DATA SUPPLIED START

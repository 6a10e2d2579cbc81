//! Offspring production through the oracle's variation operators.

use crate::{Genotype, Individual, Oracle, OracleError, VariationFallback};
use rand::Rng;
use rand_pcg::Pcg64;
use tracing::warn;

/// Probabilities applied to every offspring.
#[derive(Clone, Copy, Debug, PartialEq)]
pub struct VariationRates {
    pub mutation: f32,
    pub crossover: f32,
}

/// Breeds one offspring genotype from a mating pool.
///
/// The first parent is drawn uniformly from `pool` (indices into `members`;
/// the pool already carries the selection pressure). With probability
/// `rates.crossover` it is crossed with a second pool member, then mutated
/// with probability `rates.mutation`. An offspring nobody varied is a copy of
/// its parent.
///
/// With [`VariationFallback::SubstituteParent`], an `InvalidOperation` from
/// the oracle is logged and the parent (a random one for crossover) is kept;
/// any other failure is returned for the validity gate to retry.
pub fn breed<G, O, R>(
    oracle: &O,
    members: &[Individual<G>],
    pool: &[usize],
    rates: VariationRates,
    fallback: VariationFallback,
    rng: &mut R,
) -> Result<G, OracleError>
where
    G: Genotype,
    O: Oracle<G>,
    R: Rng,
{
    let first = pick(members, pool, rng)?;
    let mut child = if rng.random::<f32>() < rates.crossover {
        let second = pick(members, pool, rng)?;
        match oracle.crossover(&first.genotype, &second.genotype, rng) {
            Ok(child) => child,
            Err(OracleError::InvalidOperation(reason))
                if fallback == VariationFallback::SubstituteParent =>
            {
                warn!(
                    parents = ?(first.id, second.id),
                    %reason,
                    "crossover failed, substituting a random parent"
                );
                if rng.random_bool(0.5) {
                    first.genotype.clone()
                } else {
                    second.genotype.clone()
                }
            }
            Err(err) => return Err(err),
        }
    } else {
        first.genotype.clone()
    };

    if rng.random::<f32>() < rates.mutation {
        match oracle.mutate(&child, rng) {
            Ok(mutant) => child = mutant,
            Err(OracleError::InvalidOperation(reason))
                if fallback == VariationFallback::SubstituteParent =>
            {
                warn!(parent = first.id, %reason, "mutation failed, keeping the original genotype");
            }
            Err(err) => return Err(err),
        }
    }
    Ok(child)
}

fn pick<'a, G: Genotype, R: Rng>(
    members: &'a [Individual<G>],
    pool: &[usize],
    rng: &mut R,
) -> Result<&'a Individual<G>, OracleError> {
    if pool.is_empty() {
        return Err(OracleError::InvalidOperation("empty mating pool".to_string()));
    }
    pool.get(rng.random_range(0..pool.len()))
        .and_then(|&i| members.get(i))
        .ok_or_else(|| OracleError::InvalidOperation("mating pool out of range".to_string()))
}

/// Builds a random genotype by a chain of `steps` mutations from `start`,
/// accepting only mutants the oracle deems valid.
///
/// # Errors
///
/// `InvalidOperation` if `start` itself is invalid. Failed or invalid
/// mutations along the way are skipped.
pub fn random_walk<G, O, R>(oracle: &O, start: &G, steps: usize, rng: &mut R) -> Result<G, OracleError>
where
    G: Genotype,
    O: Oracle<G>,
    R: Rng,
{
    if !oracle.is_valid(start) {
        return Err(OracleError::InvalidOperation(
            "random walk started from an invalid genotype".to_string(),
        ));
    }
    let mut current = start.clone();
    for _ in 0..steps {
        if let Ok(next) = oracle.mutate(&current, rng) {
            if oracle.is_valid(&next) {
                current = next;
            }
        }
    }
    Ok(current)
}

/// Two-phase random walk towards a target region.
///
/// The first half of `iterations` is an undirected [`random_walk`]. The
/// second half only accepts valid mutants whose `distance` to the target is
/// no larger than the best so far. `distance` returns `None` for genotypes it
/// cannot measure; a distance of `0.0` or less means the target is reached.
///
/// # Errors
///
/// `InvalidOperation` if `start` is invalid, or if the walk ends outside the
/// target and `best_effort` is false. With `best_effort` the closest genotype
/// found is returned instead.
pub fn directed_walk<G, O, R, F>(
    oracle: &O,
    start: &G,
    iterations: usize,
    distance: F,
    best_effort: bool,
    rng: &mut R,
) -> Result<G, OracleError>
where
    G: Genotype,
    O: Oracle<G>,
    R: Rng,
    F: Fn(&G) -> Option<f32>,
{
    let undirected = iterations / 2;
    let mut current = random_walk(oracle, start, undirected, rng)?;
    let mut best = distance(&current).unwrap_or(f32::INFINITY);
    for _ in undirected..iterations {
        let Ok(next) = oracle.mutate(&current, rng) else {
            continue;
        };
        if !oracle.is_valid(&next) {
            continue;
        }
        if let Some(d) = distance(&next).filter(|&d| d <= best) {
            current = next;
            best = d;
        }
    }

    if best <= 0.0 || best_effort {
        Ok(current)
    } else {
        Err(OracleError::InvalidOperation(format!(
            "random walk ended at distance {best} from the target after {iterations} mutations"
        )))
    }
}

/// Initializer for [`EvolutionDriver::new`](crate::EvolutionDriver::new)
/// that grows every initial genotype from `start` by a [`random_walk`] of
/// `steps` mutations.
pub fn seeded<G, O>(start: G, steps: usize) -> impl FnMut(&O, &mut Pcg64) -> Result<G, OracleError>
where
    G: Genotype,
    O: Oracle<G>,
{
    move |oracle, rng| random_walk(oracle, &start, steps, rng)
}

DATA SUPPLIED END

DESCRIPTION OF THE TASK
Going through the lines above one by one, tally those with the word "members" and give only the total.

ANSWER FOR THIS EXERCISE
6